To achieve both profitable and environmentally sustainable results, much research has been focused on paralarval rearing. In 2005, scientists from the principal research groups in the field concluded the key factor affecting paralarval mortality is nutrition, making nutritional research the highest priority. There is "no reason not to believe that the aquacultural rearing of octopus will be of great economic potential" as soon as the rearing technology and nutritional issues have been addressed. Research in these areas is promising.

==Ethical complications==

There is growing opposition to farming octopuses due to ethical and environmental concerns. Octopuses are recognized as intelligent, sentient, and naturally solitary animals. Critics argue that confining these creatures in cramped tanks would cause immense distress, potentially leading to aggression and cannibalism. Additionally, as carnivores, farmed octopuses would require fish as feed, putting further pressure on already strained marine ecosystems.

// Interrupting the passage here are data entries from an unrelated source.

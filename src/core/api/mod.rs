//! Client for the identity endpoints of the ClawFriend API.

use std::time::Duration;

use reqwest::{Client, StatusCode, Url};
use serde::{Deserialize, Deserializer, Serialize};
use serde_json::Value;
use thiserror::Error;
use tracing::debug;

const REQUEST_TIMEOUT: Duration = Duration::from_secs(15);

#[derive(Debug, Error)]
pub enum ApiError {
    #[error("agent name is already taken: {0}")]
    Conflict(String),

    #[error("API key was rejected (HTTP {0})")]
    Unauthorized(u16),

    #[error("request failed with status {status}: {body}")]
    Status { status: u16, body: String },

    #[error("request failed: {0}")]
    Transport(#[from] reqwest::Error),

    #[error("invalid API endpoint '{0}'")]
    InvalidEndpoint(String),
}

#[derive(Debug, Clone, Serialize)]
#[serde(rename_all = "camelCase")]
pub struct RegistrationRequest {
    pub name: String,
    pub wallet_address: String,
    pub message: String,
    pub signature: String,
}

#[derive(Debug, Clone, Default, PartialEq, Serialize, Deserialize)]
#[serde(rename_all = "camelCase")]
pub struct AgentProfile {
    #[serde(default, deserialize_with = "string_or_number")]
    pub id: String,
    #[serde(default, alias = "username")]
    pub name: String,
    #[serde(default)]
    pub status: String,
    #[serde(default)]
    pub wallet_address: Option<String>,
    #[serde(default)]
    pub subject_address: Option<String>,
}

impl AgentProfile {
    pub fn is_active(&self) -> bool {
        self.status.eq_ignore_ascii_case("active")
    }
}

#[derive(Debug, Clone, Default, PartialEq, Serialize, Deserialize)]
#[serde(rename_all = "camelCase")]
pub struct RegisteredIdentity {
    pub agent: AgentProfile,
    #[serde(default)]
    pub api_key: Option<String>,
    #[serde(default)]
    pub claim_url: Option<String>,
    #[serde(default)]
    pub verification_code: Option<String>,
}

fn string_or_number<'de, D>(deserializer: D) -> Result<String, D::Error>
where
    D: Deserializer<'de>,
{
    Ok(match Value::deserialize(deserializer)? {
        Value::String(s) => s,
        Value::Number(n) => n.to_string(),
        _ => String::new(),
    })
}

/// Responses may come bare or wrapped in `{ "data": ... }`.
fn unwrap_envelope(body: Value) -> Value {
    match body {
        Value::Object(mut map) if map.get("data").is_some_and(Value::is_object) => {
            map.remove("data").unwrap_or_default()
        }
        other => other,
    }
}

fn error_message(body: &str) -> String {
    serde_json::from_str::<Value>(body)
        .ok()
        .and_then(|v| {
            v.get("message")
                .or_else(|| v.get("error"))
                .and_then(Value::as_str)
                .map(str::to_string)
        })
        .unwrap_or_else(|| body.trim().to_string())
}

pub struct ApiClient {
    client: Client,
    base: Url,
}

impl ApiClient {
    pub fn new(endpoint: &str) -> Result<Self, ApiError> {
        let base = Url::parse(endpoint.trim_end_matches('/'))
            .map_err(|_| ApiError::InvalidEndpoint(endpoint.to_string()))?;
        let client = Client::builder()
            .user_agent(concat!("clawfriend/", env!("CARGO_PKG_VERSION")))
            .timeout(REQUEST_TIMEOUT)
            .build()?;
        Ok(Self { client, base })
    }

    fn url(&self, path: &str) -> String {
        format!("{}{}", self.base.as_str().trim_end_matches('/'), path)
    }

    pub async fn register(
        &self,
        request: &RegistrationRequest,
    ) -> Result<RegisteredIdentity, ApiError> {
        debug!(name = %request.name, "registering agent");
        let resp = self
            .client
            .post(self.url("/v1/agents/register"))
            .json(request)
            .send()
            .await?;

        let status = resp.status();
        if status == StatusCode::CONFLICT {
            let body = resp.text().await.unwrap_or_default();
            let detail = error_message(&body);
            return Err(ApiError::Conflict(if detail.is_empty() {
                request.name.clone()
            } else {
                detail
            }));
        }
        let body = Self::checked_json(resp).await?;
        Ok(serde_json::from_value(body).map_err(|e| ApiError::Status {
            status: status.as_u16(),
            body: format!("unexpected registration response: {}", e),
        })?)
    }

    pub async fn me(&self, api_key: &str) -> Result<AgentProfile, ApiError> {
        let resp = self
            .client
            .get(self.url("/v1/agents/me"))
            .bearer_auth(api_key)
            .send()
            .await?;

        let status = resp.status();
        if status == StatusCode::UNAUTHORIZED || status == StatusCode::FORBIDDEN {
            return Err(ApiError::Unauthorized(status.as_u16()));
        }
        let body = Self::checked_json(resp).await?;
        let agent = match body {
            Value::Object(mut map) if map.get("agent").is_some_and(Value::is_object) => {
                map.remove("agent").unwrap_or_default()
            }
            other => other,
        };
        serde_json::from_value(agent).map_err(|e| ApiError::Status {
            status: status.as_u16(),
            body: format!("unexpected profile response: {}", e),
        })
    }

    async fn checked_json(resp: reqwest::Response) -> Result<Value, ApiError> {
        let status = resp.status();
        if !status.is_success() {
            let body = resp.text().await.unwrap_or_default();
            return Err(ApiError::Status {
                status: status.as_u16(),
                body: error_message(&body),
            });
        }
        Ok(unwrap_envelope(resp.json::<Value>().await?))
    }
}
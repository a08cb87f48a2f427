use std::process::Stdio;
use std::time::Duration;

use async_trait::async_trait;
use thiserror::Error;
use tokio::process::Command;
use tracing::{debug, warn};

use super::{JobSpec, SessionMode, TriggerClient};
use crate::platform::{NativePlatform, Platform};

pub const DEFAULT_TIMEOUT: Duration = Duration::from_secs(15);

#[derive(Debug, Error)]
pub enum TriggerError {
    #[error("'{0}' was not found on PATH")]
    Missing(String),

    #[error("'{binary}' did not finish within {secs}s")]
    Timeout { binary: String, secs: u64 },

    #[error("'{binary}' exited with {code}: {stderr}")]
    Failed {
        binary: String,
        code: i32,
        stderr: String,
    },

    #[error("failed to run scheduler CLI: {0}")]
    Io(#[from] std::io::Error),
}

/// Production [`TriggerClient`] that drives the `openclaw` CLI.
pub struct OpenClawCron {
    binary: String,
    timeout: Duration,
}

impl OpenClawCron {
    pub fn new(binary: impl Into<String>) -> Self {
        Self {
            binary: binary.into(),
            timeout: DEFAULT_TIMEOUT,
        }
    }

    /// Binary from `CLAWFRIEND_CRON_BIN` (or the platform default) and
    /// per-call timeout in seconds from `CLAWFRIEND_CRON_TIMEOUT`.
    pub fn from_env() -> Self {
        let binary = std::env::var("CLAWFRIEND_CRON_BIN")
            .ok()
            .filter(|v| !v.trim().is_empty())
            .unwrap_or_else(|| NativePlatform::scheduler_binary().to_string());
        let timeout = std::env::var("CLAWFRIEND_CRON_TIMEOUT")
            .ok()
            .and_then(|v| v.trim().parse::<u64>().ok())
            .filter(|secs| *secs > 0)
            .map_or(DEFAULT_TIMEOUT, Duration::from_secs);
        Self::new(binary).with_timeout(timeout)
    }

    pub fn with_timeout(mut self, timeout: Duration) -> Self {
        self.timeout = timeout;
        self
    }

    async fn run(&self, args: &[&str]) -> Result<String, TriggerError> {
        debug!(binary = %self.binary, ?args, "invoking scheduler CLI");
        let child = Command::new(&self.binary)
            .args(args)
            .stdin(Stdio::null())
            .stdout(Stdio::piped())
            .stderr(Stdio::piped())
            .kill_on_drop(true)
            .spawn()
            .map_err(|e| match e.kind() {
                std::io::ErrorKind::NotFound => TriggerError::Missing(self.binary.clone()),
                _ => TriggerError::Io(e),
            })?;

        let output = tokio::time::timeout(self.timeout, child.wait_with_output())
            .await
            .map_err(|_| TriggerError::Timeout {
                binary: self.binary.clone(),
                secs: self.timeout.as_secs(),
            })??;

        if !output.status.success() {
            return Err(TriggerError::Failed {
                binary: self.binary.clone(),
                code: output.status.code().unwrap_or(-1),
                stderr: String::from_utf8_lossy(&output.stderr).trim().to_string(),
            });
        }
        Ok(String::from_utf8_lossy(&output.stdout).to_string())
    }

    async fn run_logged(&self, what: &str, args: &[&str]) -> Option<String> {
        match self.run(args).await {
            Ok(out) => Some(out),
            Err(e) => {
                warn!("Scheduler {} failed: {}", what, e);
                None
            }
        }
    }
}

pub(crate) fn create_args(job: &JobSpec) -> Vec<&str> {
    let mut args = vec![
        "cron",
        "add",
        "--name",
        job.name.as_str(),
        "--cron",
        job.schedule.as_str(),
        "--session",
        job.session.as_str(),
    ];
    match job.session {
        SessionMode::Main => args.extend(["--system-event", job.payload.as_str()]),
        SessionMode::Isolated => args.extend(["--message", job.payload.as_str()]),
    }
    args.extend(["--wake", job.wake.as_str()]);
    args
}

/// Whether `cron list` output mentions a job called `name`, either as a
/// whitespace-separated column or as a JSON `"name"` field.
pub fn list_contains_job(output: &str, name: &str) -> bool {
    let quoted = format!("\"{}\"", name);
    output.lines().any(|line| {
        line.split_whitespace()
            .any(|token| token == name || token.trim_end_matches(',') == quoted)
    })
}

#[async_trait]
impl TriggerClient for OpenClawCron {
    async fn available(&self) -> bool {
        self.run_logged("version probe", &["--version"]).await.is_some()
    }

    async fn exists(&self, name: &str) -> bool {
        self.run_logged("list", &["cron", "list"])
            .await
            .is_some_and(|out| list_contains_job(&out, name))
    }

    async fn create(&self, job: &JobSpec) -> bool {
        self.run_logged("create", &create_args(job)).await.is_some()
    }

    async fn remove(&self, name_or_id: &str) -> bool {
        self.run_logged("remove", &["cron", "rm", name_or_id])
            .await
            .is_some()
    }

    async fn list(&self) -> String {
        self.run_logged("list", &["cron", "list"])
            .await
            .unwrap_or_default()
    }

    async fn notify(&self, message: &str) -> bool {
        self.run_logged(
            "notification",
            &["system", "event", "--text", message, "--mode", "now"],
        )
        .await
        .is_some()
    }
}
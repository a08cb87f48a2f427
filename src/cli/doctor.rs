use anyhow::Result;
use console::style;

use crate::core::setup::{SetupContext, check_prerequisites};
use crate::core::terminal::{print_error, print_step, print_success};

/// Report every setup prerequisite. Exit code 0 only when all are satisfied.
pub async fn run_check() -> Result<i32> {
    print_step("Checking ClawFriend setup...");
    println!();

    let ctx = SetupContext::from_platform();
    let checks = check_prerequisites(&ctx).await?;

    for check in &checks {
        let line = format!("{}: {}", check.name, check.detail);
        if check.satisfied {
            print_success(&line);
        } else {
            print_error(&line);
        }
    }
    println!();

    if checks.iter().all(|c| c.satisfied) {
        print_success("All prerequisites are satisfied.");
        Ok(0)
    } else {
        println!(
            " Run {} to fix the missing pieces.\n",
            style("clawfriend quick-setup <endpoint> [name]").cyan().bold()
        );
        Ok(1)
    }
}
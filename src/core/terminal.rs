use console::{Emoji, style};

pub static SUCCESS_ICON: Emoji<'_, '_> = Emoji("✅ ", "[ok]");
pub static INFO_ICON: Emoji<'_, '_> = Emoji("ℹ️  ", "[i]");
pub static WARN_ICON: Emoji<'_, '_> = Emoji("⚠️  ", "[!]");
pub static ERROR_ICON: Emoji<'_, '_> = Emoji("❌ ", "[x]");
pub static SKIP_ICON: Emoji<'_, '_> = Emoji("⏭️  ", "[-]");
pub static PENDING_ICON: Emoji<'_, '_> = Emoji("⏳ ", "[ ]");
pub static GEAR: Emoji<'_, '_> = Emoji("⚙️  ", "");
pub static SPARKLE: Emoji<'_, '_> = Emoji("✨ ", "");

pub fn print_success(msg: &str) {
    println!("{} {}", SUCCESS_ICON, style(msg).green());
}

pub fn print_info(msg: &str) {
    println!("{} {}", INFO_ICON, style(msg).blue());
}

pub fn print_warn(msg: &str) {
    println!("{} {}", WARN_ICON, style(msg).yellow());
}

pub fn print_error(msg: &str) {
    eprintln!("{} {}", ERROR_ICON, style(msg).red().bold());
}

pub fn print_skip(msg: &str) {
    println!("{} {}", SKIP_ICON, style(msg).dim());
}

pub fn print_pending(msg: &str) {
    println!("{} {}", PENDING_ICON, style(msg).dim());
}

pub fn print_status(label: &str, msg: &str) {
    println!("  {} {}: {}", GEAR, style(label).bold().cyan(), msg);
}

pub fn print_step(step: &str) {
    println!("{} {}", SPARKLE, style(step).bold());
}

pub fn print_banner() {
    println!();
    println!(
        "{} {}",
        style("clawfriend").bold().magenta(),
        style(env!("CARGO_PKG_VERSION")).dim()
    );
    println!("{}\n", style("Wallet-backed agent identity and heartbeat setup.").cyan());
}

/// A titled block of aligned help lines, used by `help` and subcommand usage.
pub struct GuideSection {
    title: String,
    lines: Vec<String>,
}

impl GuideSection {
    pub fn new(title: &str) -> Self {
        Self {
            title: title.to_string(),
            lines: Vec::new(),
        }
    }

    pub fn command(mut self, name: &str, description: &str) -> Self {
        self.lines.push(format!(
            "  {} {}",
            style(format!("{:<34}", name)).green(),
            description
        ));
        self
    }

    pub fn status(mut self, label: &str, value: &str) -> Self {
        self.lines
            .push(format!("  {}: {}", style(label).bold().cyan(), value));
        self
    }

    pub fn text(mut self, text: &str) -> Self {
        for line in text.lines() {
            self.lines.push(format!("  {}", line));
        }
        self
    }

    pub fn hint(mut self, example: &str, note: &str) -> Self {
        if note.is_empty() {
            self.lines.push(format!("    $ {}", style(example).dim()));
        } else {
            self.lines
                .push(format!("    $ {}  {}", style(example).dim(), note));
        }
        self
    }

    pub fn blank(mut self) -> Self {
        self.lines.push(String::new());
        self
    }

    pub fn print(self) {
        println!("\n{}", style(self.title).bold().underlined());
        for line in self.lines {
            println!("{}", line);
        }
    }
}
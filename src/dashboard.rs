//! Composition root: owns the config, both endpoint clients, the metrics
//! registry and every poller handle. Each poller exclusively owns its own
//! state slice; the dashboard only hands out read handles and coordinators.

use crate::api::{ClickDetectionClient, PostMonitorClient};
use crate::config::{Config, LIST_LIMIT, RECENT_CLICKS_LIMIT};
use crate::metrics::Metrics;
use crate::models::{ClassificationStats, ClickEvent, ClickStats, IncidentRecord, RequestStats};
use crate::mutation::MutationCoordinator;
use crate::poller::{Poller, PollerConfig};
use std::sync::Arc;

pub struct Dashboard {
    config: Config,
    post_monitor: PostMonitorClient,
    click_detection: ClickDetectionClient,
    metrics: Arc<Metrics>,

    requests: Poller<Vec<IncidentRecord>>,
    request_stats: Poller<RequestStats>,
    classification: Poller<ClassificationStats>,
    human_requests: Poller<Vec<IncidentRecord>>,
    human_background: Poller<Vec<IncidentRecord>>,
    bot_requests: Poller<Vec<IncidentRecord>>,
    click_stats: Poller<ClickStats>,
    click_events: Poller<Vec<ClickEvent>>,
}

/// Builds a metrics-recording fetch closure around one client call.
macro_rules! fetcher {
    ($client:ident, $metrics:ident, $call:expr) => {{
        let client = $client.clone();
        let metrics = $metrics.clone();
        move || {
            let client = client.clone();
            let metrics = metrics.clone();
            async move {
                let result = $call(client).await;
                metrics.record(&result);
                result
            }
        }
    }};
}

impl Dashboard {
    /// Spawns all pollers against the configured backends. Dropping the
    /// returned dashboard (and any cloned handles) stops every poller.
    pub fn start(config: Config) -> Self {
        let post_monitor = PostMonitorClient::new(&config);
        let click_detection = ClickDetectionClient::new(&config);
        let metrics = Arc::new(Metrics::new());

        let request_cfg = PollerConfig::every(config.request_poll);
        let click_cfg = PollerConfig::every(config.click_poll);
        let classification_cfg = PollerConfig::every(config.classification_poll);

        let requests = Poller::spawn(
            request_cfg,
            fetcher!(post_monitor, metrics, |c: PostMonitorClient| async move {
                c.list_all(None, None).await
            }),
        );
        let request_stats = Poller::spawn(
            request_cfg,
            fetcher!(post_monitor, metrics, |c: PostMonitorClient| async move {
                c.stats().await
            }),
        );
        let classification = Poller::spawn(
            classification_cfg,
            fetcher!(post_monitor, metrics, |c: PostMonitorClient| async move {
                c.classification_stats().await
            }),
        );
        let human_requests = Poller::spawn(
            request_cfg,
            fetcher!(post_monitor, metrics, |c: PostMonitorClient| async move {
                c.list_human(LIST_LIMIT, 0).await
            }),
        );
        let human_background = Poller::spawn(
            request_cfg,
            fetcher!(post_monitor, metrics, |c: PostMonitorClient| async move {
                c.list_human_background(LIST_LIMIT, 0).await
            }),
        );
        let bot_requests = Poller::spawn(
            request_cfg,
            fetcher!(post_monitor, metrics, |c: PostMonitorClient| async move {
                c.list_bot(LIST_LIMIT, 0).await
            }),
        );
        let click_stats = Poller::spawn(
            click_cfg,
            fetcher!(click_detection, metrics, |c: ClickDetectionClient| async move {
                c.stats().await
            }),
        );
        let click_events = Poller::spawn(
            click_cfg,
            fetcher!(click_detection, metrics, |c: ClickDetectionClient| async move {
                c.recent(RECENT_CLICKS_LIMIT).await
            }),
        );

        Self {
            config,
            post_monitor,
            click_detection,
            metrics,
            requests,
            request_stats,
            classification,
            human_requests,
            human_background,
            bot_requests,
            click_stats,
            click_events,
        }
    }

    pub fn get_config(&self) -> &Config {
        &self.config
    }

    pub fn requests(&self) -> &Poller<Vec<IncidentRecord>> {
        &self.requests
    }

    pub fn request_stats(&self) -> &Poller<RequestStats> {
        &self.request_stats
    }

    pub fn classification(&self) -> &Poller<ClassificationStats> {
        &self.classification
    }

    pub fn human_requests(&self) -> &Poller<Vec<IncidentRecord>> {
        &self.human_requests
    }

    pub fn human_background(&self) -> &Poller<Vec<IncidentRecord>> {
        &self.human_background
    }

    pub fn bot_requests(&self) -> &Poller<Vec<IncidentRecord>> {
        &self.bot_requests
    }

    pub fn click_stats(&self) -> &Poller<ClickStats> {
        &self.click_stats
    }

    pub fn click_events(&self) -> &Poller<Vec<ClickEvent>> {
        &self.click_events
    }

    /// Coordinator for delete/clear against the main incident log.
    pub fn request_mutator(&self) -> MutationCoordinator {
        MutationCoordinator::new(self.post_monitor.clone(), self.requests.clone())
    }

    /// One-shot reachability probe of both backends.
    pub async fn check_backends(&self) -> (bool, bool) {
        tokio::join!(self.post_monitor.check_reachable(), self.click_detection.check_reachable())
    }

    pub fn metrics_json(&self) -> serde_json::Value {
        self.metrics.get_json()
    }
}
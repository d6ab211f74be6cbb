use super::{base, get_json, http_client, probe, TransportError};
use crate::config::Config;
use crate::models::{ClickEvent, ClickStats};

/// Client for the click-detection side of the backend.
#[derive(Debug, Clone)]
pub struct ClickDetectionClient {
    base_url: String,
    http: reqwest::Client,
}

impl ClickDetectionClient {
    pub fn new(config: &Config) -> Self {
        Self { base_url: base(&config.click_detection_url), http: http_client() }
    }

    pub async fn stats(&self) -> Result<ClickStats, TransportError> {
        get_json(&self.http, format!("{}/api/click-detection/stats", self.base_url)).await
    }

    pub async fn recent(&self, limit: usize) -> Result<Vec<ClickEvent>, TransportError> {
        let url = format!("{}/api/click-detection/recent?limit={limit}", self.base_url);
        get_json(&self.http, url).await
    }

    pub async fn check_reachable(&self) -> bool {
        probe(&self.http, format!("{}/api/click-detection/stats", self.base_url)).await
    }
}
//! Sequences a write against the backend with a reconciling read, so the
//! local mirror reflects the mutation. The coordinator only ever touches
//! the poller it was constructed against.

use crate::api::{PostMonitorClient, TransportError};
use crate::models::IncidentRecord;
use crate::poller::Poller;
use tracing::warn;

pub struct MutationCoordinator {
    client: PostMonitorClient,
    poller: Poller<Vec<IncidentRecord>>,
}

impl MutationCoordinator {
    pub fn new(client: PostMonitorClient, poller: Poller<Vec<IncidentRecord>>) -> Self {
        Self { client, poller }
    }

    /// Deletes one record and refetches the owning poller's state. The
    /// refetch runs even when the delete failed, so a partial server-side
    /// success cannot leave the mirror silently diverged.
    pub async fn delete_request(&self, id: u64) -> Result<(), TransportError> {
        let result = self.client.delete_one(id).await;
        if let Err(ref e) = result {
            warn!("delete of record {id} failed: {e}");
        }
        self.poller.refetch().await;
        result
    }

    /// Clears the whole incident log, then reconciles.
    pub async fn clear_all(&self) -> Result<(), TransportError> {
        let result = self.client.clear_all().await;
        if let Err(ref e) = result {
            warn!("clear-all failed: {e}");
        }
        self.poller.refetch().await;
        result
    }
}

Environmental concerns include potential pollution, threats to local wildlife, and high energy and water consumption.

In response to these issues, in 2024, Washington and California banned octopus farming. Subsequently, a bipartisan bill was introduced in Congress to ban octopus farming nationwide and prohibit imports of farmed octopus.

This legislative action reflects a growing global movement against the practice, with numerous NGOs, experts, and members of the public voicing opposition to proposed octopus farming projects.

In the UK, animal charity the RSPCA and think tank The Food Policy Institute are opposed to octopus farming and asking that British MPs pay close attention to any potential commercial developments.